There are a number of very curious statements in that press release that go beyond the mere examination of business practices. Since the non-political allegations deal with excessive pricing by Goldline, let's do an informal survey of prices for common bullion coins from some major coin dealers:
|1oz Amer. Gold Eagle
|1oz Amer. Silver Eagle
It certainly appears that Goldline is consistently higher on prices than the other coin dealers, but not to the degree indicated in the press release on bullion. However, Goldline also sells numismatic coins, and it is much harder to determine fair pricing on these offerings, which can be significantly higher than the bullion price.

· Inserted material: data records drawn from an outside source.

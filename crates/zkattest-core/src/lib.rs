//! zkattest Core Engine
//!
//! The coordination layer of the zkattest attestation protocol: designated
//! parties submit encrypted commitments per period, and once a quorum is in,
//! a verifier publishes a pass/fail result with proof bytes.
//!
//! This crate holds the authoritative state machine and is deliberately
//! synchronous. Ledger writes are assumed to be totally ordered by whatever
//! hosts the engine, so no internal locking is done here.
//!
//! # Modules
//!
//! - `model` - Attestors, attestations, rules, results
//! - `storage` - `LedgerStore` trait and the in-memory backend
//! - `engine` - `PeriodEngine` state machine, events and errors
//! - `validation` - Payload/proof size and label checks
//! - `clock` - Injectable time source
//!
//! # Example
//!
//! ```rust
//! use zkattest_core::{Address, EngineError, PeriodEngine};
//!
//! let admin = Address::new("admin");
//! let mut engine = PeriodEngine::genesis(admin.clone(), 2).unwrap();
//!
//! let stranger = Address::new("0xstranger");
//! let result = engine.submit_attestation(&stranger, vec![1]);
//! assert!(matches!(result, Err(EngineError::Unauthorized { .. })));
//! ```

pub mod clock;
pub mod engine;
pub mod model;
pub mod storage;
pub mod validation;

// Re-export main types at crate root
pub use clock::{Clock, FixedClock, SystemClock};
pub use engine::{EngineError, LedgerEvent, PeriodEngine, SubmissionReceipt};
pub use model::{
    Address, Attestation, Attestor, PeriodId, PeriodStatus, Timestamp, VerificationResult,
    VerificationRule,
};
pub use storage::{LedgerStore, MemoryLedger, StoreError, StoreResult};
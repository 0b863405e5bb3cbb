//! Common error types for zkattest components.

use thiserror::Error;
use zkattest_core::EngineError;

/// Common error type for zkattest operations.
#[derive(Error, Debug)]
pub enum Error {
    /// IO error
    #[error("io error: {0}")]
    Io(#[from] std::io::Error),

    /// Serialization error
    #[error("serialization error: {0}")]
    Serialization(#[from] serde_json::Error),

    /// Configuration error
    #[error("configuration error: {0}")]
    Config(String),

    /// Ledger rejected an operation
    #[error("ledger error: {0}")]
    Ledger(#[from] EngineError),

    /// Internal error
    #[error("{0}")]
    Internal(String),
}

impl Error {
    pub fn config(message: impl Into<String>) -> Self {
        Error::Config(message.into())
    }
}

/// Result type alias using zkattest Error.
pub type Result<T> = std::result::Result<T, Error>;

#[cfg(test)]
mod tests {
    use super::*;
    use zkattest_core::Address;

    #[test]
    fn test_ledger_error_display() {
        let err: Error = EngineError::AlreadyRegistered(Address::new("0xa")).into();
        assert_eq!(err.to_string(), "ledger error: attestor already registered: 0xa");
    }

    #[test]
    fn test_config_error_display() {
        assert_eq!(
            Error::config("roles must not be empty").to_string(),
            "configuration error: roles must not be empty"
        );
    }
}
//! Orchestrator configuration
//!
//! Loaded from an optional JSON file; every field has a default so a
//! partial file (or none at all) is valid. CLI flags override file values.

use serde::{Deserialize, Serialize};
use std::path::{Path, PathBuf};
use std::time::Duration;
use zkattest::Error;

use crate::artifacts::check_labels;

/// Orchestrator and CLI configuration.
#[derive(Debug, Clone, PartialEq, Serialize, Deserialize)]
#[serde(default)]
pub struct OrchestratorConfig {
    /// Ledger snapshot file
    pub ledger_path: PathBuf,
    /// Root directory for payload and proof artifacts
    pub work_dir: PathBuf,
    /// Identity used to publish verification results
    pub operator: String,
    /// Attestor names whose payloads feed the prover, in argument order
    pub roles: Vec<String>,
    /// Operation passed to the prover (e.g. "gte" for reserves >= liabilities)
    pub operation: String,
    /// Prover command template; supports {operation}, {inputs}, {output}
    pub prover_command: Vec<String>,
    /// Encryptor command template; supports {value}, {key}, {output}
    pub encryptor_command: Vec<String>,
    pub proof_timeout_secs: u64,
    pub scan_interval_secs: u64,
    /// Number of period artifact directories kept on disk
    pub artifact_retention: usize,
}

impl Default for OrchestratorConfig {
    fn default() -> Self {
        Self {
            ledger_path: PathBuf::from("zkattest-ledger.json"),
            work_dir: PathBuf::from("zkattest-work"),
            operator: "admin".to_string(),
            roles: vec!["exchange".to_string(), "regulator".to_string()],
            operation: "gte".to_string(),
            prover_command: Vec::new(),
            encryptor_command: Vec::new(),
            proof_timeout_secs: 300,
            scan_interval_secs: 30,
            artifact_retention: 16,
        }
    }
}

impl OrchestratorConfig {
    /// Load from a JSON file, or defaults when no path is given.
    pub fn load(path: Option<&Path>) -> zkattest::Result<Self> {
        let config = match path {
            Some(path) => {
                let bytes = std::fs::read(path).map_err(|e| {
                    Error::config(format!("failed to read {}: {}", path.display(), e))
                })?;
                serde_json::from_slice(&bytes)?
            }
            None => Self::default(),
        };
        config.validate()?;
        Ok(config)
    }

    /// Reject values the orchestrator cannot run with.
    pub fn validate(&self) -> zkattest::Result<()> {
        if self.roles.is_empty() {
            return Err(Error::config("roles must not be empty"));
        }
        if self.roles.iter().any(|r| r.trim().is_empty()) {
            return Err(Error::config("roles must not contain blank names"));
        }
        check_labels(&self.roles).map_err(Error::config)?;
        if self.operator.trim().is_empty() {
            return Err(Error::config("operator must not be blank"));
        }
        if self.proof_timeout_secs == 0 {
            return Err(Error::config("proof_timeout_secs must be positive"));
        }
        if self.scan_interval_secs == 0 {
            return Err(Error::config("scan_interval_secs must be positive"));
        }
        if self.artifact_retention == 0 {
            return Err(Error::config("artifact_retention must be positive"));
        }
        Ok(())
    }

    pub fn proof_timeout(&self) -> Duration {
        Duration::from_secs(self.proof_timeout_secs)
    }

    pub fn scan_interval(&self) -> Duration {
        Duration::from_secs(self.scan_interval_secs)
    }
}
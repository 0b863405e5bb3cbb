//! Ledger type definitions

use serde::{Deserialize, Serialize};
use sha2::{Digest, Sha256};
use std::fmt;

/// Period identifier. Periods start at 0 and increase without gaps.
pub type PeriodId = u64;

/// Unix timestamp in milliseconds.
pub type Timestamp = i64;

/// Ledger identity of a party (an account address or key fingerprint).
///
/// Immutable once registered; compared byte-for-byte.
#[derive(Debug, Clone, PartialEq, Eq, Hash, PartialOrd, Ord, Serialize, Deserialize)]
#[serde(transparent)]
pub struct Address(String);

impl Address {
    pub fn new(address: impl Into<String>) -> Self {
        Self(address.into())
    }

    pub fn as_str(&self) -> &str {
        &self.0
    }

    pub fn is_empty(&self) -> bool {
        self.0.trim().is_empty()
    }
}

impl fmt::Display for Address {
    fn fmt(&self, f: &mut fmt::Formatter<'_>) -> fmt::Result {
        f.write_str(&self.0)
    }
}

impl From<&str> for Address {
    fn from(address: &str) -> Self {
        Self::new(address)
    }
}

impl From<String> for Address {
    fn from(address: String) -> Self {
        Self(address)
    }
}

/// A party allowed to submit attestations.
///
/// Registration is permanent; there is no revocation path.
#[derive(Debug, Clone, PartialEq, Eq, Serialize, Deserialize)]
pub struct Attestor {
    pub address: Address,

    /// Role name (e.g. "exchange", "regulator"), used by the orchestrator
    /// to pick which submissions feed the prover.
    pub name: String,

    pub registered: bool,

    /// When the administrator registered this attestor
    pub registered_at: Timestamp,
}

/// One attestor's encrypted commitment for one period.
#[derive(Debug, Clone, PartialEq, Eq, Serialize, Deserialize)]
pub struct Attestation {
    pub attestor: Address,

    /// Opaque ciphertext produced by the encryption collaborator
    #[serde(with = "super::hex_bytes")]
    pub payload: Vec<u8>,

    pub submitted_at: Timestamp,
}

impl Attestation {
    pub fn new(attestor: Address, payload: Vec<u8>, submitted_at: Timestamp) -> Self {
        Self {
            attestor,
            payload,
            submitted_at,
        }
    }

    /// SHA-256 of the payload, hex encoded.
    pub fn payload_digest(&self) -> String {
        let mut hasher = Sha256::new();
        hasher.update(&self.payload);
        hex::encode(hasher.finalize())
    }
}

/// An append-only verification rule, referenced by its index.
#[derive(Debug, Clone, PartialEq, Eq, Serialize, Deserialize)]
pub struct VerificationRule {
    pub description: String,

    #[serde(with = "super::hex_bytes")]
    pub rule_data: Vec<u8>,
}

/// Pass/fail outcome for a period plus the proof backing it.
///
/// At most one per period; never overwritten.
#[derive(Debug, Clone, PartialEq, Eq, Serialize, Deserialize)]
pub struct VerificationResult {
    pub passed: bool,

    #[serde(with = "super::hex_bytes")]
    pub proof_data: Vec<u8>,

    pub published_at: Timestamp,
}

/// Lifecycle position of a single period.
///
/// `QuorumReached` is an attribute of the attestation count, not a gate:
/// submissions are still accepted afterwards.
#[derive(Debug, Clone, Copy, PartialEq, Eq, Serialize, Deserialize)]
#[serde(rename_all = "snake_case")]
pub enum PeriodStatus {
    /// Collecting attestations, below quorum
    Open,
    /// Quorum reached, no result published yet
    QuorumReached,
    /// Result published (terminal)
    Verified,
    /// Left behind by the period pointer without quorum
    Abandoned,
}

impl fmt::Display for PeriodStatus {
    fn fmt(&self, f: &mut fmt::Formatter<'_>) -> fmt::Result {
        let label = match self {
            PeriodStatus::Open => "open",
            PeriodStatus::QuorumReached => "quorum_reached",
            PeriodStatus::Verified => "verified",
            PeriodStatus::Abandoned => "abandoned",
        };
        f.write_str(label)
    }
}

#[cfg(test)]
mod tests {
    use super::*;

    #[test]
    fn test_payload_digest_is_sha256_hex() {
        let attestation = Attestation::new(Address::new("a"), b"hello world".to_vec(), 1);
        assert_eq!(
            attestation.payload_digest(),
            "b94d27b9934d3e08a52e52d7da7dabfac484efe37a5380ee9088f7ace2efcde9"
        );
    }

    #[test]
    fn test_payload_serializes_as_hex() {
        let attestation = Attestation::new(Address::new("0xabc"), vec![0xde, 0xad], 7);
        let json = serde_json::to_value(&attestation).unwrap();
        assert_eq!(json["attestor"], "0xabc");
        assert_eq!(json["payload"], "dead");

        let back: Attestation = serde_json::from_value(json).unwrap();
        assert_eq!(back, attestation);
    }

    #[test]
    fn test_blank_address_is_empty() {
        assert!(Address::new("   ").is_empty());
        assert!(!Address::new("0x1").is_empty());
    }
}
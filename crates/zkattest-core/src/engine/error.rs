//! Period engine error types

use thiserror::Error;

use crate::model::{Address, PeriodId};
use crate::storage::StoreError;

/// Rejections raised synchronously by ledger operations.
///
/// The engine never retries; callers decide what to do with each variant.
#[derive(Debug, Clone, Error)]
pub enum EngineError {
    /// Caller lacks the role the operation requires
    #[error("unauthorized: {caller} may not {action}")]
    Unauthorized {
        caller: Address,
        action: &'static str,
    },

    #[error("attestor already registered: {0}")]
    AlreadyRegistered(Address),

    /// The attestor already has an attestation in this period
    #[error("duplicate submission by {attestor} for period {period}")]
    DuplicateSubmission { period: PeriodId, attestor: Address },

    #[error("period {period} not complete: {count} of {required} attestors")]
    PeriodNotComplete {
        period: PeriodId,
        count: usize,
        required: usize,
    },

    #[error("verification result already published for period {0}")]
    ResultAlreadyPublished(PeriodId),

    /// Empty, blank or oversized input
    #[error("invalid input: {0}")]
    InvalidInput(String),

    #[error("ledger store: {0}")]
    Store(#[from] StoreError),
}
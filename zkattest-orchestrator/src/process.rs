//! External command templates.
//!
//! Collaborators are configured as argv templates with `{name}`
//! placeholders. An argument that is exactly a list placeholder (e.g.
//! `{inputs}`) expands to one argument per item; anywhere else the list is
//! joined with spaces, which suits `sh -c` style templates.

use std::collections::HashMap;
use std::process::{Output, Stdio};
use tokio::process::Command;

use crate::error::{OrchestratorError, Result};

/// Value substituted for a placeholder.
#[derive(Debug, Clone)]
pub enum Placeholder {
    One(String),
    Many(Vec<String>),
}

impl Placeholder {
    fn joined(&self) -> String {
        match self {
            Placeholder::One(value) => value.clone(),
            Placeholder::Many(values) => values.join(" "),
        }
    }
}

/// argv template for an external collaborator.
#[derive(Debug, Clone, PartialEq, Eq)]
pub struct CommandTemplate {
    program: String,
    args: Vec<String>,
}

impl CommandTemplate {
    /// Parse `[program, args...]`.
    pub fn parse(argv: &[String]) -> Result<Self> {
        let (program, args) = argv
            .split_first()
            .ok_or_else(|| OrchestratorError::Config("command template is empty".to_string()))?;
        if program.trim().is_empty() {
            return Err(OrchestratorError::Config(
                "command template has a blank program".to_string(),
            ));
        }
        Ok(Self {
            program: program.clone(),
            args: args.to_vec(),
        })
    }

    pub fn program(&self) -> &str {
        &self.program
    }

    /// Substitute placeholders, producing the final argv (program excluded).
    pub fn render_args(&self, vars: &HashMap<&str, Placeholder>) -> Vec<String> {
        let mut rendered = Vec::with_capacity(self.args.len());
        for arg in &self.args {
            if let Some(Placeholder::Many(values)) = whole_placeholder(arg).and_then(|k| vars.get(k))
            {
                rendered.extend(values.iter().cloned());
                continue;
            }
            let mut value = arg.clone();
            for (key, placeholder) in vars {
                let token = format!("{{{}}}", key);
                if value.contains(&token) {
                    value = value.replace(&token, &placeholder.joined());
                }
            }
            rendered.push(value);
        }
        rendered
    }

    /// Build a command with null stdin, captured output, and kill-on-drop so
    /// an abandoned pipeline never leaves the child running.
    pub fn command(&self, vars: &HashMap<&str, Placeholder>) -> Command {
        let mut command = Command::new(&self.program);
        command
            .args(self.render_args(vars))
            .stdin(Stdio::null())
            .stdout(Stdio::piped())
            .stderr(Stdio::piped())
            .kill_on_drop(true);
        command
    }
}

fn whole_placeholder(arg: &str) -> Option<&str> {
    arg.strip_prefix('{').and_then(|rest| rest.strip_suffix('}'))
}

/// Last few lines of stderr for error messages.
pub fn stderr_tail(output: &Output) -> String {
    let stderr = String::from_utf8_lossy(&output.stderr);
    let lines: Vec<&str> = stderr.lines().filter(|l| !l.trim().is_empty()).collect();
    let start = lines.len().saturating_sub(5);
    lines[start..].join(" | ")
}

/// Human readable exit status.
pub fn exit_label(output: &Output) -> String {
    match output.status.code() {
        Some(code) => format!("exit code {}", code),
        None => "terminated by signal".to_string(),
    }
}

#[cfg(test)]
mod tests {
    use super::*;
    use pretty_assertions::assert_eq;

    fn argv(parts: &[&str]) -> Vec<String> {
        parts.iter().map(|s| s.to_string()).collect()
    }

    fn vars() -> HashMap<&'static str, Placeholder> {
        let mut vars = HashMap::new();
        vars.insert("operation", Placeholder::One("gte".to_string()));
        vars.insert(
            "inputs",
            Placeholder::Many(vec!["/w/a.bin".to_string(), "/w/b.bin".to_string()]),
        );
        vars.insert("output", Placeholder::One("/w/proof.bin".to_string()));
        vars
    }

    #[test]
    fn test_list_placeholder_expands_to_separate_args() {
        let template =
            CommandTemplate::parse(&argv(&["prover", "--op", "{operation}", "{inputs}", "--out={output}"]))
                .unwrap();
        assert_eq!(template.program(), "prover");
        assert_eq!(
            template.render_args(&vars()),
            argv(&["--op", "gte", "/w/a.bin", "/w/b.bin", "--out=/w/proof.bin"])
        );
    }

    #[test]
    fn test_embedded_list_placeholder_is_joined() {
        let template =
            CommandTemplate::parse(&argv(&["sh", "-c", "cat {inputs} > {output}"])).unwrap();
        assert_eq!(
            template.render_args(&vars()),
            argv(&["-c", "cat /w/a.bin /w/b.bin > /w/proof.bin"])
        );
    }

    #[test]
    fn test_unknown_placeholder_left_alone() {
        let template = CommandTemplate::parse(&argv(&["prover", "{unknown}"])).unwrap();
        assert_eq!(template.render_args(&vars()), argv(&["{unknown}"]));
    }

    #[test]
    fn test_empty_template_rejected() {
        assert!(matches!(
            CommandTemplate::parse(&[]),
            Err(OrchestratorError::Config(_))
        ));
        assert!(matches!(
            CommandTemplate::parse(&argv(&[" "])),
            Err(OrchestratorError::Config(_))
        ));
    }
}
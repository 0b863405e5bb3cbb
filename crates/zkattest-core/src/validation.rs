//! Input validation shared by the engine and its callers.
//!
//! Payloads and proofs are opaque; only presence and size are checked.

use crate::engine::EngineError;

/// Upper bound on an attestation payload or rule blob.
pub const MAX_PAYLOAD_BYTES: usize = 1024 * 1024;

/// Upper bound on proof bytes attached to a verification result.
pub const MAX_PROOF_BYTES: usize = 4 * 1024 * 1024;

/// Reject empty or oversized blobs.
pub fn validate_blob(what: &str, bytes: &[u8], max: usize) -> Result<(), EngineError> {
    if bytes.is_empty() {
        return Err(EngineError::InvalidInput(format!("{} must not be empty", what)));
    }
    validate_blob_size(what, bytes, max)
}

/// Size check only; empty blobs pass.
pub fn validate_blob_size(what: &str, bytes: &[u8], max: usize) -> Result<(), EngineError> {
    if bytes.len() > max {
        return Err(EngineError::InvalidInput(format!(
            "{} is {} bytes, limit is {}",
            what,
            bytes.len(),
            max
        )));
    }
    Ok(())
}

/// Reject blank names and descriptions.
pub fn validate_label(what: &str, value: &str) -> Result<(), EngineError> {
    if value.trim().is_empty() {
        return Err(EngineError::InvalidInput(format!("{} must not be blank", what)));
    }
    Ok(())
}

#[cfg(test)]
mod tests {
    use super::*;

    #[test]
    fn test_validate_blob() {
        assert!(validate_blob("payload", &[1], 4).is_ok());
        assert!(matches!(
            validate_blob("payload", &[], 4),
            Err(EngineError::InvalidInput(_))
        ));
        assert!(matches!(
            validate_blob("payload", &[0; 5], 4),
            Err(EngineError::InvalidInput(_))
        ));
    }

    #[test]
    fn test_validate_blob_size_allows_empty() {
        assert!(validate_blob_size("rule data", &[], 4).is_ok());
    }

    #[test]
    fn test_validate_label() {
        assert!(validate_label("name", "exchange").is_ok());
        assert!(validate_label("name", "  \t").is_err());
    }
}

Historically, some numismatic coins have also appreciated quite significantly. If it is numismatic coins that are selling at over 200% of melt value, then Mr. Weiner may be in for an embarrassing public education. But this is a volatile area where the uninitiated should not tread. You can't get a price quote every second of the day, and determining true value is more than problematic.
|An $1000 basket of gold mint state rare numismatic coins -- from 1970 to today -- is now worth a stunning $57,977. (Based on the CU Guide at PCGS.com)
The most serious charge in my mind is that Goldline is misrepresenting their salesmen as "financial advisors." This implies a fiduciary responsibility to the customer. Many readers will recall this as a central issue in the Goldman Sachs testimony before Congress, and an issue that the Congressmen in that hearing clearly did not understand. I believe this is the issue Goldline is most susceptible on, and much of the rest will just be political theater.
The conclusion of my informal survey is that Goldline's prices are higher than their competitors uniformly across the board, and the rational consumer who does their homework should shop elsewhere. I can't confirm the claims of this press release, but I assume the Congressmen can back up their statements with more than one example. When buying from precious metals dealers your guard must be up at all times, and you need independent research to confirm their claims--- caveat emptor. Don't believe anything they tell you, and don't succumb to high pressure sales tactics.
When the gold bugs are swarming and the airwaves are filled with commercials and doomsday scenarios, it is time to sit on the sidelines. When the gold bugs are all deflated and you hear very little about the metal, it is time to buy. Though there are clearly political motives behind these hearings, it is interesting to note that Lear Capital, a sponsor of the Limbaugh radio show, is not called out in the press release.
In closing, here is one of the non-political shills pounding the table for gold by driving a "false narrative:"
Full Disclosure: The Grouch is not currently a customer of Goldline nor do I intend to be a customer of Goldline in the future. Spot prices of gold are freely available to the public and if I ever choose to buy gold bullion it will be from the company that has the combination of the lowest markup and lowest shipping fees, and one that posts their prices clearly on their website.